EXERCISE OBJECTIVE: Tally the lines in the records below that contain "definitions" and return only the result.

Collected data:
__________________________________________________

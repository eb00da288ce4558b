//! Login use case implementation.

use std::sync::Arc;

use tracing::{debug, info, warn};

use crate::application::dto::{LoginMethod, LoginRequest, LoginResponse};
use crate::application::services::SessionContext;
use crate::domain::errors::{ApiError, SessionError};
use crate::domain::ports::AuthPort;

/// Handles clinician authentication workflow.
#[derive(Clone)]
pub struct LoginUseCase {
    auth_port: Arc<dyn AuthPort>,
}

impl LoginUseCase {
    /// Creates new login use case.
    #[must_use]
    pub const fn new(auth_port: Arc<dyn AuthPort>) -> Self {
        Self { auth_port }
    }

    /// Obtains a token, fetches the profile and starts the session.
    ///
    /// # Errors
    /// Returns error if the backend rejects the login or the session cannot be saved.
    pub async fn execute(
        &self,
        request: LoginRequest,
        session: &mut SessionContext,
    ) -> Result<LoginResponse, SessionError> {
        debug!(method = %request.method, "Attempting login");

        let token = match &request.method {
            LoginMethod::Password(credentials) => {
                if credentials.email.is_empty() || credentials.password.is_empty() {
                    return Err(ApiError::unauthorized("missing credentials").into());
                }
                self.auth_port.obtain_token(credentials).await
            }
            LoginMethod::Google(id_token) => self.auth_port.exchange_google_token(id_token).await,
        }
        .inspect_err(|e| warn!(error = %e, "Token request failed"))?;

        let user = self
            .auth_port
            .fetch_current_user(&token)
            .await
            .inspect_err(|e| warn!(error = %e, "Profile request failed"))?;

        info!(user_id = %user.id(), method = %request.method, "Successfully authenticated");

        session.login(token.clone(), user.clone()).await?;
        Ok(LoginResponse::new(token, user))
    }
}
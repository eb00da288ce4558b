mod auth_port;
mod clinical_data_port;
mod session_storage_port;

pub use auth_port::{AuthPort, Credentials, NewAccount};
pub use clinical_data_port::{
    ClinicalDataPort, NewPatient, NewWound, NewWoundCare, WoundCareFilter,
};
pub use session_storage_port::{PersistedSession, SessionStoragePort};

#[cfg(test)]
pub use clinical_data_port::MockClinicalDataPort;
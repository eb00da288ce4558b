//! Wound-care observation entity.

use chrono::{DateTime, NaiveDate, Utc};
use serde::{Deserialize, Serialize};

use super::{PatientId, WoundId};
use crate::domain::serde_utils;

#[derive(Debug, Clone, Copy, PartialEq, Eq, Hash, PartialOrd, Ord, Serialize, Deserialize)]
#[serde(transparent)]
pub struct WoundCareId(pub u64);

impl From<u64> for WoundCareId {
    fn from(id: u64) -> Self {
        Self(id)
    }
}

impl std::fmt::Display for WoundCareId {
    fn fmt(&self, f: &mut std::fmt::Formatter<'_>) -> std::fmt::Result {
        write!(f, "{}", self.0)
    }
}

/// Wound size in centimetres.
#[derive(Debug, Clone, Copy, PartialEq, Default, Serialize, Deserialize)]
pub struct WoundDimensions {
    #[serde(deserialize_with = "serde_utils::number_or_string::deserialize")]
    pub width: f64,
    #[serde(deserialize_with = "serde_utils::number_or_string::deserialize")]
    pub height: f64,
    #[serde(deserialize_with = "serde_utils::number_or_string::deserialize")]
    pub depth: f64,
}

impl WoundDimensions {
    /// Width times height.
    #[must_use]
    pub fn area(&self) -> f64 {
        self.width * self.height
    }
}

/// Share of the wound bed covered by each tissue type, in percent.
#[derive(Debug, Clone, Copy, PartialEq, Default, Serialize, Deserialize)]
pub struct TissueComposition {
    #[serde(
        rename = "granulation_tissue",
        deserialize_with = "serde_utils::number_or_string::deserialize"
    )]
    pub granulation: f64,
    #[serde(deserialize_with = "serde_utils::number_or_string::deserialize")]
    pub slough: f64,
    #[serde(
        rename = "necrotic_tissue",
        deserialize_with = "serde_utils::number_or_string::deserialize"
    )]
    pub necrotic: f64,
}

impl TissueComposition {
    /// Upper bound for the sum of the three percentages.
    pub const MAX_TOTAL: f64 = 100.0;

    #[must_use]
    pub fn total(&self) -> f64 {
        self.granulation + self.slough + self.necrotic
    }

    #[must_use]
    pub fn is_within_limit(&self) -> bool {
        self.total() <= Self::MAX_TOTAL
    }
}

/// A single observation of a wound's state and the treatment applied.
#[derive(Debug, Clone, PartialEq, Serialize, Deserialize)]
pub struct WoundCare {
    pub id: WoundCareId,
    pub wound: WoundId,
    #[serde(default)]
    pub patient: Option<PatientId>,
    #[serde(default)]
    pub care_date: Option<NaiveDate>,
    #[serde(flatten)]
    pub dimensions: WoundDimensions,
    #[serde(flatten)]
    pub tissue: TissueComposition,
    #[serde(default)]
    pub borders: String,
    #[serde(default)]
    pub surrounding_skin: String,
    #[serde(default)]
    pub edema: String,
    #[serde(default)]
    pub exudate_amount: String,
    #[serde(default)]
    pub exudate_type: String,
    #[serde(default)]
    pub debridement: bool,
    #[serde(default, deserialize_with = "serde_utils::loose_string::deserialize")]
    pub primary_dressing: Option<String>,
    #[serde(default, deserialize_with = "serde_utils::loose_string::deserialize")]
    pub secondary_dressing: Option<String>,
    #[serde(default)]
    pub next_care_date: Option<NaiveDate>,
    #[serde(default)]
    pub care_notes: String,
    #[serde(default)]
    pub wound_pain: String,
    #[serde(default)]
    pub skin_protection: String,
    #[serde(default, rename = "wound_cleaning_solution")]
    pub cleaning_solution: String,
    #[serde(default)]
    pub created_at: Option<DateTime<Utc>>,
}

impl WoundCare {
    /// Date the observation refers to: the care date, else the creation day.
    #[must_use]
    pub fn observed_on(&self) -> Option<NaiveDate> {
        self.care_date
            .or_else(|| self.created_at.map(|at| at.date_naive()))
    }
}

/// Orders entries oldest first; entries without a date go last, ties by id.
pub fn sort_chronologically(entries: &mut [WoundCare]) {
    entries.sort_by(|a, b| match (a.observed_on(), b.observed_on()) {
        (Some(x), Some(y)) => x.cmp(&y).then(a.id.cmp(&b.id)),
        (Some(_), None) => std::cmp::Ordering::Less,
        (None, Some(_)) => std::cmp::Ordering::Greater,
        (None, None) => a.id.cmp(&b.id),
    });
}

__________________________________________________

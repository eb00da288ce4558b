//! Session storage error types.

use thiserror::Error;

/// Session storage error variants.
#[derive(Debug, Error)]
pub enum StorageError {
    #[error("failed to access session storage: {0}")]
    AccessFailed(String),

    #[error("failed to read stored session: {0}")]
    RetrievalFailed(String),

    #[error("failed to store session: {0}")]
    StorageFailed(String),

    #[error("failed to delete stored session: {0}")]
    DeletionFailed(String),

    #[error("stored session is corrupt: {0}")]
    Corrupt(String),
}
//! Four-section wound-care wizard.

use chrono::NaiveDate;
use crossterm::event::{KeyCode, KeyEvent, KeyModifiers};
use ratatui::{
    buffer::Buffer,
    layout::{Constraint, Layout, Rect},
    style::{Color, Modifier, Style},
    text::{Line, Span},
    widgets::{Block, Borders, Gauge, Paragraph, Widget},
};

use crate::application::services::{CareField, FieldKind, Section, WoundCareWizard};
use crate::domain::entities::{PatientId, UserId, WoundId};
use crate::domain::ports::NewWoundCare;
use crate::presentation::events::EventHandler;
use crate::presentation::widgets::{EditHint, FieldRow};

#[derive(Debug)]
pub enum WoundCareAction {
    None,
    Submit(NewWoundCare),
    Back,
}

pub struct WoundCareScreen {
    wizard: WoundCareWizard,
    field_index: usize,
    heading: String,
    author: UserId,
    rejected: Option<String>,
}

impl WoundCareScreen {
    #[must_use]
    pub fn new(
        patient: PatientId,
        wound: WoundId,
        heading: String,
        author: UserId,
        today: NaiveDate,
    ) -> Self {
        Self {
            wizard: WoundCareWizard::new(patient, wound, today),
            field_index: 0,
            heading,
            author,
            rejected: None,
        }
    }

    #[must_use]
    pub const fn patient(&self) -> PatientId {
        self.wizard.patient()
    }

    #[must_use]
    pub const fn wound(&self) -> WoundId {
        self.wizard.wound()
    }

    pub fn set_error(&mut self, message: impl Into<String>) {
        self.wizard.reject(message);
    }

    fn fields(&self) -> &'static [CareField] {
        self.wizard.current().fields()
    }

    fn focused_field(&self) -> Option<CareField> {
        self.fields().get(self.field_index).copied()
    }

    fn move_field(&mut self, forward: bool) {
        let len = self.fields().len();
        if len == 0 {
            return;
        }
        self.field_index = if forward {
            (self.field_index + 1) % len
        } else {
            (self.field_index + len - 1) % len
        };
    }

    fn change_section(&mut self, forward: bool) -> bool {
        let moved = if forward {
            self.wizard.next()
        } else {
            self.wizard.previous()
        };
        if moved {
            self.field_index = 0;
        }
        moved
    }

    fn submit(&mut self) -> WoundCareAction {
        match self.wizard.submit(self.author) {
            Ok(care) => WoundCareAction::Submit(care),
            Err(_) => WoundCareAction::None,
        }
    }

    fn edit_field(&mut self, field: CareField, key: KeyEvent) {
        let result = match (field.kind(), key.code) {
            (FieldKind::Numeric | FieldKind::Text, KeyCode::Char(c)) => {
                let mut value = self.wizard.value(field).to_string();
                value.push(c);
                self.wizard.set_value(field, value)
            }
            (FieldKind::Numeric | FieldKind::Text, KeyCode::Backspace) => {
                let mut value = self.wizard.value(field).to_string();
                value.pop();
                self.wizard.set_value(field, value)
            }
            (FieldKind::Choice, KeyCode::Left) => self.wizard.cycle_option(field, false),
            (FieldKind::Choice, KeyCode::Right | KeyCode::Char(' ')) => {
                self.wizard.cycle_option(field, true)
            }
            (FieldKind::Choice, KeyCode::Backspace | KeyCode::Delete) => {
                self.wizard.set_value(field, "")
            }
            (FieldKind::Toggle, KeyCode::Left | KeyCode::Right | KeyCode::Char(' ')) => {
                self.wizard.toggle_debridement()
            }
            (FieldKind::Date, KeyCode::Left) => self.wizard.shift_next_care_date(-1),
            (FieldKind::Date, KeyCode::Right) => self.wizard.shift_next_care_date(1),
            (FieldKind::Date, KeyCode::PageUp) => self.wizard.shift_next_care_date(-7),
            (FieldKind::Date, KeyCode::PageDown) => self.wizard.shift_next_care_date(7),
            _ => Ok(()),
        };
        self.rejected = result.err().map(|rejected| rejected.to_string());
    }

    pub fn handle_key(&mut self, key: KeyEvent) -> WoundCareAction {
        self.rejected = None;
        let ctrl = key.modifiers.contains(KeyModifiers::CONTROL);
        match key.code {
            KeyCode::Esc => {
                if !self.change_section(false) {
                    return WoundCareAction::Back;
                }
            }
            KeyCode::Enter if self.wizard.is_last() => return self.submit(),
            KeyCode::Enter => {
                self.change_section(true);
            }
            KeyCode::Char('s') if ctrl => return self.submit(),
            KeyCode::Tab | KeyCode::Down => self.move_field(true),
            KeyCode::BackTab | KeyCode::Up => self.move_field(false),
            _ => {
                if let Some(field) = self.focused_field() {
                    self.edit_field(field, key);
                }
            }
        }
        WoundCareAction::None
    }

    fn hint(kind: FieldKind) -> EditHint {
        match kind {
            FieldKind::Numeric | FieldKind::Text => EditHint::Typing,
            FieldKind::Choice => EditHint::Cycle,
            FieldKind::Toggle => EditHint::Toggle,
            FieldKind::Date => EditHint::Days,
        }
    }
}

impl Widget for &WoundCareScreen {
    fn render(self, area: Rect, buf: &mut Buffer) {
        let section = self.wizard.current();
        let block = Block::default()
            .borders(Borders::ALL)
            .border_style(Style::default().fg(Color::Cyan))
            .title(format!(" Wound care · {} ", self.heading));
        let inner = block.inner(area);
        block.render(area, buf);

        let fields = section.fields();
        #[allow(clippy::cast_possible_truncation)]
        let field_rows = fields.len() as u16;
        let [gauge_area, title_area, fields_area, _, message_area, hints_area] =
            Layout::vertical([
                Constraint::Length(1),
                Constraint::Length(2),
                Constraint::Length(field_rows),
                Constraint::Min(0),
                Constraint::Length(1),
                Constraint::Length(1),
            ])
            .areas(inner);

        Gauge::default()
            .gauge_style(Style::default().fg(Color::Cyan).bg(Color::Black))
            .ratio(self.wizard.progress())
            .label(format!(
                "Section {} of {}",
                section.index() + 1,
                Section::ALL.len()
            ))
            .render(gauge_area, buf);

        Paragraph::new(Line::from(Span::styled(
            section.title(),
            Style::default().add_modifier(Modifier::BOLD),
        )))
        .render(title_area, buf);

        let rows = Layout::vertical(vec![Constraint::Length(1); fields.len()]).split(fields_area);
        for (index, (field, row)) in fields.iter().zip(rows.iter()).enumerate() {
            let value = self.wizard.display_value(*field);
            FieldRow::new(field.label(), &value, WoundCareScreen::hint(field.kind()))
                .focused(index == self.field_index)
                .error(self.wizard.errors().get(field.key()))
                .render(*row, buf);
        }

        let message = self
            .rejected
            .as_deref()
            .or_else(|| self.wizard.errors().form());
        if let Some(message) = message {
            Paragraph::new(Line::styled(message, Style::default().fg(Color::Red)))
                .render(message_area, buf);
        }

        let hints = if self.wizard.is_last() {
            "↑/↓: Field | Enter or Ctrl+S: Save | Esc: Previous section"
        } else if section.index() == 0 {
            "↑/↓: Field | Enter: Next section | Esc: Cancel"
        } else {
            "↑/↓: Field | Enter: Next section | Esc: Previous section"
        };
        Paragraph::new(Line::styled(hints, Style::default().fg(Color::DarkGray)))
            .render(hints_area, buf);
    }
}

__________________________________________________

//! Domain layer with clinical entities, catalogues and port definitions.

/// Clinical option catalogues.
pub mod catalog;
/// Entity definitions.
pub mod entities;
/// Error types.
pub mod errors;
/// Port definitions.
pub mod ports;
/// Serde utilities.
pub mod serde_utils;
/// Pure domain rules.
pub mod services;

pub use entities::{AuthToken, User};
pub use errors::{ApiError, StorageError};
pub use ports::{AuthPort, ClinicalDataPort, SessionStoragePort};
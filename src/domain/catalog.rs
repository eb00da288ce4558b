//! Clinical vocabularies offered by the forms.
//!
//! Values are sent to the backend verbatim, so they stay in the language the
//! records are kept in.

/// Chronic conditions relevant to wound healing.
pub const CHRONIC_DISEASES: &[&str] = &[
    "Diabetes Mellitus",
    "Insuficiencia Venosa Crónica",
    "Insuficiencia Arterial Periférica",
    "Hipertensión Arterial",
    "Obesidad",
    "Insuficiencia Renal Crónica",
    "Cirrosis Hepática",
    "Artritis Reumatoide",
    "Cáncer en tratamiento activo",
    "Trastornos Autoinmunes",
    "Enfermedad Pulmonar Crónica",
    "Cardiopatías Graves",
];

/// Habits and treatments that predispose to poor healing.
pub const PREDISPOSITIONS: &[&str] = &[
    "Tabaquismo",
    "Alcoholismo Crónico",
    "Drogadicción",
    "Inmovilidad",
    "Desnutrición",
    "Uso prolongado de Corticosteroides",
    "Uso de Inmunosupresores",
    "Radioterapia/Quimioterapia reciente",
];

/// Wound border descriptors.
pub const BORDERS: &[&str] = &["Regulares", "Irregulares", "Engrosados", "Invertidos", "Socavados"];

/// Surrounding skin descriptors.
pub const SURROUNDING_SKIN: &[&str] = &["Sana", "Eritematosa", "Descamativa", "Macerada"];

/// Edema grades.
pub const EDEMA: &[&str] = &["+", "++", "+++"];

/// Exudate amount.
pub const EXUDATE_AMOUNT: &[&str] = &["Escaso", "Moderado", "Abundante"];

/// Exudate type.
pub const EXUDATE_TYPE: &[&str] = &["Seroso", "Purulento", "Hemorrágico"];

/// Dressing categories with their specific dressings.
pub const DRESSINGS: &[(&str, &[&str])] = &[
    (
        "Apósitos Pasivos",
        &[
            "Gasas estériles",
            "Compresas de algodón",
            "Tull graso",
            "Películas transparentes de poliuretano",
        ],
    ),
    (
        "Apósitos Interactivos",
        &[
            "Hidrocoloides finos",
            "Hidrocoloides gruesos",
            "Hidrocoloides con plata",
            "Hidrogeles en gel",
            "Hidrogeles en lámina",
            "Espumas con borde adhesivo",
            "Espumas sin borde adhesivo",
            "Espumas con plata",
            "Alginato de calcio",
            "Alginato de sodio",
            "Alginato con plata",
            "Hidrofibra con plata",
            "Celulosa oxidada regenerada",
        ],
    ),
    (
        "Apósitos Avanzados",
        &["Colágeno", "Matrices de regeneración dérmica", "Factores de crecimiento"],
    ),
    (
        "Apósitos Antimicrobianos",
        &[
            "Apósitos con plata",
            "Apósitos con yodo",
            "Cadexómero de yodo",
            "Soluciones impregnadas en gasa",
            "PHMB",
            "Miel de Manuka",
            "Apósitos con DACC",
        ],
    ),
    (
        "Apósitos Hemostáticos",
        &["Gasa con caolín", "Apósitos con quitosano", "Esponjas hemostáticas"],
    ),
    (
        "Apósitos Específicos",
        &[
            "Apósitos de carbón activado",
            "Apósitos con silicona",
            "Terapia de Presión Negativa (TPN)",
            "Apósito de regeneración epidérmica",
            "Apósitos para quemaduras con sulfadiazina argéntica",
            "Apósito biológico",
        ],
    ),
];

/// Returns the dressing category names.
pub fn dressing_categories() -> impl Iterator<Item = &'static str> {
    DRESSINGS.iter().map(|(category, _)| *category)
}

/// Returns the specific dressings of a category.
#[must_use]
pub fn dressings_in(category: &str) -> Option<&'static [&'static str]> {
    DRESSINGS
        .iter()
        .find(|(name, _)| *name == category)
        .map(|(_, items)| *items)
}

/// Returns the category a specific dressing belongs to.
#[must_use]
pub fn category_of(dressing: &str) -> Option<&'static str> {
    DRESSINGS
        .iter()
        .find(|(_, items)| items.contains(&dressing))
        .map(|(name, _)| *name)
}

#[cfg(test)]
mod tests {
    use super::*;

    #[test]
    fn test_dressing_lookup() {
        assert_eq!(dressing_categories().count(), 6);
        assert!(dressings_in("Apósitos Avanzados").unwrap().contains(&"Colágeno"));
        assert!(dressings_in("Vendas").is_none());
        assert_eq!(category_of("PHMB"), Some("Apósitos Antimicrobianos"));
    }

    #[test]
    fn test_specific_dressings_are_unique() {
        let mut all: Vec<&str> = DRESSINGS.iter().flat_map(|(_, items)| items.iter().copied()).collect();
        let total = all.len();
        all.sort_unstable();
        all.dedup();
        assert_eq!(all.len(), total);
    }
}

__________________________________________________

YOUR RESPONSE: 3